▶ [TASK DETAILS] Your output should be the lines from the start of the data through the line containing "development every internal", exactly and nothing more.

▶ [DATA IN THIS EXERCISE]
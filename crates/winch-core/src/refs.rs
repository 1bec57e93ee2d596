//! Internal cross-reference scanning and rewriting.
//!
//! References between packages of the monorepo look like
//! `abinnovision/actions@{name}-{tag}`, optionally with the reusable
//! workflow sub-path before the `@`. During development every internal
//! reference must carry the `dev` marker tag; version pinning happens at
//! publish time by rewriting the markers in a staging directory.

use crate::errors::{Result, WinchError, io_error_with_path};
use glob::glob;
use regex::Regex;
use rustc_hash::FxHashSet;
use serde::Deserialize;
use std::collections::BTreeMap;
use std::path::{Path, PathBuf};
use std::sync::OnceLock;

/// Namespace all internal references live under.
pub const ACTIONS_NAMESPACE: &str = "abinnovision/actions";

/// Tag suffix denoting "not yet published, resolve at publish time".
pub const DEV_TAG: &str = "dev";

/// Workspace directories holding publishable packages.
const PACKAGE_DIRS: &[&str] = &["actions", "workflows"];

/// A package descriptor (`package.json`) of one publishable unit.
#[derive(Debug, Clone, Deserialize)]
pub struct PackageDescriptor {
    pub name: String,
    pub version: String,
    #[serde(default, rename = "actionDependencies")]
    pub action_dependencies: BTreeMap<String, String>,
}

impl PackageDescriptor {
    pub fn load(path: &Path) -> Result<Self> {
        let text = std::fs::read_to_string(path).map_err(|err| io_error_with_path(err, path))?;
        serde_json::from_str(&text)
            .map_err(|err| WinchError::InvalidData(format!("{}: {}", path.display(), err)))
    }
}

/// Matches both reference shapes:
/// `abinnovision/actions@{name}-{tag}` and
/// `abinnovision/actions/.github/workflows/workflow.yaml@{name}-{tag}`.
fn reference_pattern() -> &'static Regex {
    static PATTERN: OnceLock<Regex> = OnceLock::new();
    PATTERN.get_or_init(|| {
        Regex::new(
            r"abinnovision/actions(?:/\.github/workflows/workflow\.yaml)?@([a-z0-9-]+)-(\S+)",
        )
        .unwrap()
    })
}

/// A declared dependency range must be `X.Y.Z`, `^X.Y.Z` or `~X.Y.Z`.
pub fn range_is_valid(range: &str) -> bool {
    static PATTERN: OnceLock<Regex> = OnceLock::new();
    let re = PATTERN.get_or_init(|| Regex::new(r"^(\^|~)?\d+\.\d+\.\d+$").unwrap());
    re.is_match(range)
}

/// All package descriptors under the workspace directories, paired with
/// their descriptor paths.
fn package_descriptors(root: &Path) -> Result<Vec<(PathBuf, PackageDescriptor)>> {
    let mut packages = Vec::new();

    for dir in PACKAGE_DIRS {
        let base = root.join(dir);
        if !base.is_dir() {
            continue;
        }

        for entry in std::fs::read_dir(&base)? {
            let entry = entry?;
            if !entry.path().is_dir() {
                continue;
            }
            let descriptor_path = entry.path().join("package.json");
            if descriptor_path.is_file() {
                let descriptor = PackageDescriptor::load(&descriptor_path)?;
                packages.push((descriptor_path, descriptor));
            }
        }
    }

    packages.sort_by(|(a, _), (b, _)| a.cmp(b));
    Ok(packages)
}

/// Names of all internal packages.
fn discover_internal_packages(root: &Path) -> Result<FxHashSet<String>> {
    Ok(package_descriptors(root)?
        .into_iter()
        .map(|(_, descriptor)| descriptor.name)
        .collect())
}

/// Files subject to checking: each package's action/workflow definition
/// plus the repository's own CI workflows.
fn files_to_check(root: &Path) -> Result<Vec<PathBuf>> {
    let mut files = Vec::new();

    for (dir, file_name) in [("actions", "action.yml"), ("workflows", "workflow.yaml")] {
        let base = root.join(dir);
        if !base.is_dir() {
            continue;
        }
        for entry in std::fs::read_dir(&base)? {
            let candidate = entry?.path().join(file_name);
            if candidate.is_file() {
                files.push(candidate);
            }
        }
    }

    let ci_dir = root.join(".github").join("workflows");
    if ci_dir.is_dir() {
        for entry in std::fs::read_dir(&ci_dir)? {
            let path = entry?.path();
            let is_yaml = path
                .extension()
                .and_then(|ext| ext.to_str())
                .is_some_and(|ext| ext == "yml" || ext == "yaml");
            if path.is_file() && is_yaml {
                files.push(path);
            }
        }
    }

    files.sort();
    Ok(files)
}

/// Declared action dependencies of the package owning `file`, when the
/// file belongs to a publishable package directory. `None` for repository
/// CI workflows, which are not published.
fn action_dependencies_for(
    root: &Path,
    file: &Path,
) -> Result<Option<BTreeMap<String, String>>> {
    let relative = file.strip_prefix(root).unwrap_or(file);
    let mut components = relative.components().filter_map(|c| c.as_os_str().to_str());

    let (Some(dir), Some(package)) = (components.next(), components.next()) else {
        return Ok(None);
    };
    if !PACKAGE_DIRS.contains(&dir) {
        return Ok(None);
    }

    let descriptor_path = root.join(dir).join(package).join("package.json");
    if !descriptor_path.is_file() {
        return Ok(None);
    }

    Ok(Some(
        PackageDescriptor::load(&descriptor_path)?.action_dependencies,
    ))
}

fn display_relative(root: &Path, file: &Path) -> String {
    file.strip_prefix(root)
        .unwrap_or(file)
        .display()
        .to_string()
}

/// Result of a check-mode scan. All diagnostics are collected before
/// reporting; a single run surfaces every violation.
#[derive(Debug, Default)]
pub struct CheckReport {
    pub files_checked: usize,
    pub errors: Vec<String>,
}

impl CheckReport {
    pub fn is_ok(&self) -> bool {
        self.errors.is_empty()
    }
}

/// Check mode: every internal reference must use the `dev` marker, and
/// publishable packages must declare the internal actions they reference
/// with a well-formed version range.
pub fn check_refs(root: &Path) -> Result<CheckReport> {
    let packages = package_descriptors(root)?;
    let internal_names: FxHashSet<String> = packages
        .iter()
        .map(|(_, descriptor)| descriptor.name.clone())
        .collect();
    let files = files_to_check(root)?;
    let mut report = CheckReport {
        files_checked: files.len(),
        ..CheckReport::default()
    };

    // Every declared range is validated, referenced or not.
    for (descriptor_path, descriptor) in &packages {
        let relative = display_relative(root, descriptor_path);
        for (name, range) in &descriptor.action_dependencies {
            if !range_is_valid(range) {
                report.errors.push(format!(
                    "{relative}: actionDependencies['{name}'] has invalid range '{range}', expected '^X.Y.Z', '~X.Y.Z', or 'X.Y.Z'"
                ));
            }
        }
    }

    for file in &files {
        let content = std::fs::read_to_string(file).map_err(|err| io_error_with_path(err, file))?;
        let relative = display_relative(root, file);
        let dependencies = action_dependencies_for(root, file)?;

        for captures in reference_pattern().captures_iter(&content) {
            let name = &captures[1];
            let tag = &captures[2];

            // Only references to internal packages are validated.
            if !internal_names.contains(name) {
                continue;
            }

            if tag != DEV_TAG {
                report.errors.push(format!(
                    "{relative}: found pinned reference '@{name}-{tag}' (expected '@{name}-{DEV_TAG}')"
                ));
            }

            if let Some(declared) = &dependencies
                && tag == DEV_TAG
                && !declared.contains_key(name)
            {
                report.errors.push(format!(
                    "{relative}: references internal action '{name}' but it is not declared in actionDependencies"
                ));
            }
        }
    }

    Ok(report)
}

/// One declared dependency after workspace resolution.
#[derive(Debug, Clone, PartialEq, Eq)]
pub struct ResolvedDependency {
    pub name: String,
    pub version: String,
    pub used: bool,
}

/// Result of a resolve-mode run over a staging directory.
#[derive(Debug, Default)]
pub struct ResolveReport {
    pub package: String,
    pub replacements: usize,
    pub resolved: Vec<ResolvedDependency>,
    /// Development-marker references to internal packages that were not
    /// declared as dependencies. Fatal.
    pub errors: Vec<String>,
    /// Declared dependencies with zero matching references. Non-fatal.
    pub warnings: Vec<String>,
}

impl ResolveReport {
    pub fn is_ok(&self) -> bool {
        self.errors.is_empty()
    }
}

fn find_package_in_workspace(workspace_root: &Path, name: &str) -> Result<PackageDescriptor> {
    for dir in PACKAGE_DIRS {
        let candidate = workspace_root.join(dir).join(name).join("package.json");
        if candidate.is_file() {
            return PackageDescriptor::load(&candidate);
        }
    }

    Err(WinchError::Refs(format!(
        "actionDependency '{name}' not found in workspace, checked actions/{name}/ and workflows/{name}/"
    )))
}

fn yaml_files_in(dir: &Path) -> Result<Vec<PathBuf>> {
    let mut files = Vec::new();

    for extension in ["yml", "yaml"] {
        let pattern = format!("{}/**/*.{extension}", dir.display());
        let entries = glob(&pattern)
            .map_err(|err| WinchError::Refs(format!("invalid glob pattern '{pattern}': {err}")))?;
        for entry in entries {
            files.push(
                entry.map_err(|err| WinchError::Refs(format!("failed to walk {dir:?}: {err}")))?,
            );
        }
    }

    files.sort();
    Ok(files)
}

/// Resolve mode: rewrite every development-marker reference to a declared
/// dependency in the staging directory to that dependency's concrete
/// version (`@{name}-dev` becomes `@{name}-v{version}`).
pub fn resolve_refs(staging_dir: &Path, workspace_root: &Path) -> Result<ResolveReport> {
    let descriptor_path = staging_dir.join("package.json");
    if !descriptor_path.is_file() {
        return Err(WinchError::Config(format!(
            "no package.json found in staging dir {}",
            staging_dir.display()
        )));
    }

    let descriptor = PackageDescriptor::load(&descriptor_path)?;
    let mut report = ResolveReport {
        package: descriptor.name.clone(),
        ..ResolveReport::default()
    };

    if descriptor.action_dependencies.is_empty() {
        return Ok(report);
    }

    let mut resolved = Vec::new();
    for name in descriptor.action_dependencies.keys() {
        let dependency = find_package_in_workspace(workspace_root, name)?;
        resolved.push(ResolvedDependency {
            name: name.clone(),
            version: dependency.version,
            used: false,
        });
    }

    let internal_names = discover_internal_packages(workspace_root)?;
    let declared_names: FxHashSet<String> =
        resolved.iter().map(|dep| dep.name.clone()).collect();

    for file in yaml_files_in(staging_dir)? {
        let content =
            std::fs::read_to_string(&file).map_err(|err| io_error_with_path(err, &file))?;
        let mut rewritten = content;
        let mut modified = false;

        for dependency in &mut resolved {
            let pattern = Regex::new(&format!(
                r"(abinnovision/actions(?:/\.github/workflows/workflow\.yaml)?)@{}-dev",
                regex::escape(&dependency.name)
            ))
            .map_err(|err| WinchError::Refs(format!("invalid reference pattern: {err}")))?;

            let matches = pattern.find_iter(&rewritten).count();
            if matches > 0 {
                let replacement = format!("${{1}}@{}-v{}", dependency.name, dependency.version);
                rewritten = pattern.replace_all(&rewritten, replacement.as_str()).into_owned();
                dependency.used = true;
                report.replacements += matches;
                modified = true;
            }
        }

        // Any remaining development marker pointing at an internal
        // package was not declared as a dependency.
        for captures in reference_pattern().captures_iter(&rewritten) {
            let name = &captures[1];
            let tag = &captures[2];
            if tag == DEV_TAG
                && internal_names.contains(name)
                && !declared_names.contains(name)
            {
                report.errors.push(format!(
                    "{}: references internal action '{name}' not declared in actionDependencies",
                    display_relative(staging_dir, &file)
                ));
            }
        }

        if modified {
            std::fs::write(&file, rewritten).map_err(|err| io_error_with_path(err, &file))?;
        }
    }

    for dependency in &resolved {
        if !dependency.used {
            report.warnings.push(format!(
                "actionDependency '{}' is declared but no matching -dev reference was found",
                dependency.name
            ));
        }
    }

    report.resolved = resolved;
    Ok(report)
}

▶ [WRITTEN SOLUTION]
filename crates/winch-core/src/refs.rs
repository 1bec57e93ee2d596
//! Internal cross-reference scanning and rewriting.
//!
//! References between packages of the monorepo look like
//! `abinnovision/actions@{name}-{tag}`, optionally with the reusable
//! workflow sub-path before the `@`. During development every internal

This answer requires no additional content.